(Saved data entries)
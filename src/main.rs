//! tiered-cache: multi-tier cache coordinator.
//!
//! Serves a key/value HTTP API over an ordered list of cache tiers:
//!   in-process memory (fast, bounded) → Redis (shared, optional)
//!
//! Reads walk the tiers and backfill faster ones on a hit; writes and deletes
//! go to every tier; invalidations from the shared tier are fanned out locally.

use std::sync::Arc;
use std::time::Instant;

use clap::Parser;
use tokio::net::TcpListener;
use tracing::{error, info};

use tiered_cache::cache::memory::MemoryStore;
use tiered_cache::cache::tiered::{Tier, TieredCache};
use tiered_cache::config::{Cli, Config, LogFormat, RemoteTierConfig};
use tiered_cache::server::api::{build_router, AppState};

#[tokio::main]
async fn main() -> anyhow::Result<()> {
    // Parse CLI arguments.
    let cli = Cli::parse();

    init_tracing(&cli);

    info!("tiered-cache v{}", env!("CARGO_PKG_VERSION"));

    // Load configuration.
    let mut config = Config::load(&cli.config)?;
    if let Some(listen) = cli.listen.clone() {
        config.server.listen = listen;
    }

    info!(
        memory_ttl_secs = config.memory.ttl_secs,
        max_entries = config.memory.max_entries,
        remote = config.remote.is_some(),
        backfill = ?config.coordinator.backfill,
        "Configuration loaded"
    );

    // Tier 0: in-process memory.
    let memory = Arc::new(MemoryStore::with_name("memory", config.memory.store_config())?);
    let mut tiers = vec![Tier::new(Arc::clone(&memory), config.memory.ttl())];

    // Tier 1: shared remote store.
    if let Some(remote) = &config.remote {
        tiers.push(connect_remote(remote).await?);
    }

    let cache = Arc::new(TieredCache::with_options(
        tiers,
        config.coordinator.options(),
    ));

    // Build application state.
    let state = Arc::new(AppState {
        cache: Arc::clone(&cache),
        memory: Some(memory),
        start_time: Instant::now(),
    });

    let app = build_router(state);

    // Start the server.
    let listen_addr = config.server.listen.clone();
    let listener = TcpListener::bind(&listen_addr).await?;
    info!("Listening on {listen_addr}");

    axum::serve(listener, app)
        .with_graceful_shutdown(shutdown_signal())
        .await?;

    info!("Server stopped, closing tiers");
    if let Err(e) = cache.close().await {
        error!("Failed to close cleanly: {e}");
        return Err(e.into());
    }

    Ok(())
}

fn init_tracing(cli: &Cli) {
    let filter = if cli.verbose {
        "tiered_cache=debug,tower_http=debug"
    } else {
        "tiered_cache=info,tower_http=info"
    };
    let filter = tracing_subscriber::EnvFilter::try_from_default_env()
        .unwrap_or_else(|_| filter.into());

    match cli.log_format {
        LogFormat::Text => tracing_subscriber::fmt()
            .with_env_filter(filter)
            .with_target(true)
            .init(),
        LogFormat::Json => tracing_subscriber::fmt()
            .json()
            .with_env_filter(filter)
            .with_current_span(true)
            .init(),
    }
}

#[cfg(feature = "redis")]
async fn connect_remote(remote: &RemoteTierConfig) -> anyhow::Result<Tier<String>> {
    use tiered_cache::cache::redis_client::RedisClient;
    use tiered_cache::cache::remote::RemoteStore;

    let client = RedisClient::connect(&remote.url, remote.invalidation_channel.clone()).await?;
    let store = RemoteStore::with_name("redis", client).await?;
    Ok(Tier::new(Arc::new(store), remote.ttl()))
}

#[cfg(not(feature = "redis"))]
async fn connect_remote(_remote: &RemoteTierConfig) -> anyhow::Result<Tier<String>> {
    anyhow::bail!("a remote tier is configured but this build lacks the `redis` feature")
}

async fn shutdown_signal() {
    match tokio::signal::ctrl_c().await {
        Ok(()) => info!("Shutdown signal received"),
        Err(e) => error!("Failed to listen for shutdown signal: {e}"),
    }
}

--

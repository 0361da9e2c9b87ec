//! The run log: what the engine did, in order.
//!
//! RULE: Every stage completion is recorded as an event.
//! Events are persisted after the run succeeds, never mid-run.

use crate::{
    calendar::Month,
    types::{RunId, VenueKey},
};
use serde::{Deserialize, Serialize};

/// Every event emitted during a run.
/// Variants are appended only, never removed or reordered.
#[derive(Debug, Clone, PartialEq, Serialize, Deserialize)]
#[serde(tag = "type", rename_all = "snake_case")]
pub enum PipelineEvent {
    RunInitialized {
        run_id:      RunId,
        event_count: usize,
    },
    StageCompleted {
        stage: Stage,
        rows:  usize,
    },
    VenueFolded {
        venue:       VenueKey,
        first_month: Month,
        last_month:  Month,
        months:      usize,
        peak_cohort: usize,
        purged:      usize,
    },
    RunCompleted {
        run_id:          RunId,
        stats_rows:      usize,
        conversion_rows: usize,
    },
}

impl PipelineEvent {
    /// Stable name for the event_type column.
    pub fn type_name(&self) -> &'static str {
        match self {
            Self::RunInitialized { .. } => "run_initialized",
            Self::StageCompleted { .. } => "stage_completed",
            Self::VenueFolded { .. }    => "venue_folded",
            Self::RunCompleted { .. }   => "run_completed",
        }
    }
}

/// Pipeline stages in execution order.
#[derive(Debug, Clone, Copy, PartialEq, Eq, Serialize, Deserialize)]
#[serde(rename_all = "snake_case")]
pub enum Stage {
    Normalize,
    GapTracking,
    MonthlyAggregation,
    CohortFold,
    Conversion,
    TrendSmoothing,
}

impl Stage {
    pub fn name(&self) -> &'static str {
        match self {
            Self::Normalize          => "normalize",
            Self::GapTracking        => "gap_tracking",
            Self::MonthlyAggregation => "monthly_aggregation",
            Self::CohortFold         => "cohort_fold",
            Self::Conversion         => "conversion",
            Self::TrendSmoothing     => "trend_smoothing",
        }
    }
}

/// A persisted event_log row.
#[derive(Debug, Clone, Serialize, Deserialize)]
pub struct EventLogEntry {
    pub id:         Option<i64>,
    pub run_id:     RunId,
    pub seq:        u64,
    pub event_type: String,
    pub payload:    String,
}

* * *

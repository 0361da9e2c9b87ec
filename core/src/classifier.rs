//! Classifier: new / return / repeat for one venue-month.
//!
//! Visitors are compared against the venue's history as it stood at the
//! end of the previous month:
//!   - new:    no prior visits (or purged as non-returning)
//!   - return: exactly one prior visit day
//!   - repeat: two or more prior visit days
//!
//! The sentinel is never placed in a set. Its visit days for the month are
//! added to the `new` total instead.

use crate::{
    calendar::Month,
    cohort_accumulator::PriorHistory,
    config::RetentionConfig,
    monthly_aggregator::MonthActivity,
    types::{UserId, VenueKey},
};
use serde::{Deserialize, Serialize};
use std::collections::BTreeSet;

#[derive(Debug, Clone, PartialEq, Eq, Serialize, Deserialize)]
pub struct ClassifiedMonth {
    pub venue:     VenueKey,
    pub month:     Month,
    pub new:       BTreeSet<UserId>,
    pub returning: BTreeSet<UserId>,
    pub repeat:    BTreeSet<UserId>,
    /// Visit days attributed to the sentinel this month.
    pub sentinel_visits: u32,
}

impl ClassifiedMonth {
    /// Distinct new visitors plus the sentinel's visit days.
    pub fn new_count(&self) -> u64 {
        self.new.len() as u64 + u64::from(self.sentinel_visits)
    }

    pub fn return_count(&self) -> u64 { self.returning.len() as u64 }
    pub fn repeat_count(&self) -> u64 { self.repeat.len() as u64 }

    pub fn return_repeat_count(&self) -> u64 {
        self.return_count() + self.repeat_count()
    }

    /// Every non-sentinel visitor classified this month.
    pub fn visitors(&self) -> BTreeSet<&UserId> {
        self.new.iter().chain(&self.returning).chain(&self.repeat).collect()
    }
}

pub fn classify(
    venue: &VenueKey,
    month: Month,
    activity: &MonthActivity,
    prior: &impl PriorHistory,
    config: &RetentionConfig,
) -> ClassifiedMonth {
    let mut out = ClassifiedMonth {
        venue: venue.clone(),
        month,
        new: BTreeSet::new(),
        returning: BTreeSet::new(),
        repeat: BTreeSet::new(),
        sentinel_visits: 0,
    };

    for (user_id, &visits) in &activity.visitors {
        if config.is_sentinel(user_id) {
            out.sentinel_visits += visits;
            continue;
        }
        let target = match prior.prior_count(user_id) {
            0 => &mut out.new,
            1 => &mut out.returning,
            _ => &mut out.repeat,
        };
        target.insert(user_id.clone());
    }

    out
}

**Your instructions:**
Begin at the line above that has "filename src/main.rs" and stop after the line that has "Parse CLI arguments.", copying each line exactly and adding nothing else.

**Reply to the task:**
filename src/main.rs
//! tiered-cache: multi-tier cache coordinator.
//!
//! Serves a key/value HTTP API over an ordered list of cache tiers:
//!   in-process memory (fast, bounded) → Redis (shared, optional)
//!
//! Reads walk the tiers and backfill faster ones on a hit; writes and deletes
//! go to every tier; invalidations from the shared tier are fanned out locally.

use std::sync::Arc;
use std::time::Instant;

use clap::Parser;
use tokio::net::TcpListener;
use tracing::{error, info};

use tiered_cache::cache::memory::MemoryStore;
use tiered_cache::cache::tiered::{Tier, TieredCache};
use tiered_cache::config::{Cli, Config, LogFormat, RemoteTierConfig};
use tiered_cache::server::api::{build_router, AppState};

#[tokio::main]
async fn main() -> anyhow::Result<()> {
    // Parse CLI arguments.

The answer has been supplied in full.